■ **Activity**:
Check every line of the data for the word "collected", and copy those that have it.

■ **Records supplied**:
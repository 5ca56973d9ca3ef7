//! A safe [left-leaning red-black tree](https://en.wikipedia.org/wiki/Left-leaning_red%E2%80%93black_tree)
//! that tracks how many of its nodes are red, and the experiments built on it.
/// The tree itself.
pub mod tree;
/// Reading keys from text input.
pub mod load;
/// Expected red-node percentage over random trees.
pub mod experiment;
/// Errors for loading, experiments and invariant checks.
pub mod error;

pub use error::{ExperimentError, InvariantViolation, LoadError};
pub use tree::RedBlackTree;

/// Builds a [`RedBlackTree`] from a list of keys or from an iterator.
/// # Example
/// ```
/// use red_black_bst::rbt;
///
/// let listed = rbt![3, 1, 2];
/// assert_eq!(listed.size(), 3);
///
/// let collected = rbt!(i in (1..=10).filter(|i| i % 2 == 0));
/// assert_eq!(collected.size(), 5);
/// assert_eq!(collected.contains(&4), true);
/// ```
#[macro_export]
macro_rules! rbt {
    ($var:ident in $iter:expr) => {
        <$crate::RedBlackTree<_> as ::core::iter::FromIterator<_>>::from_iter(
            ::core::iter::IntoIterator::into_iter($iter).map(|$var| $var),
        )
    };
    ($($val:expr),* $(,)?) => {{
        #[allow(unused_mut)]
        let mut tree = $crate::RedBlackTree::new();
        $(tree.insert($val);)*
        tree
    }};
}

■ **Task output**:
/// let collected = rbt!(i in (1..=10).filter(|i| i % 2 == 0));
/// assert_eq!(collected.size(), 5);
/// assert_eq!(collected.contains(&4), true);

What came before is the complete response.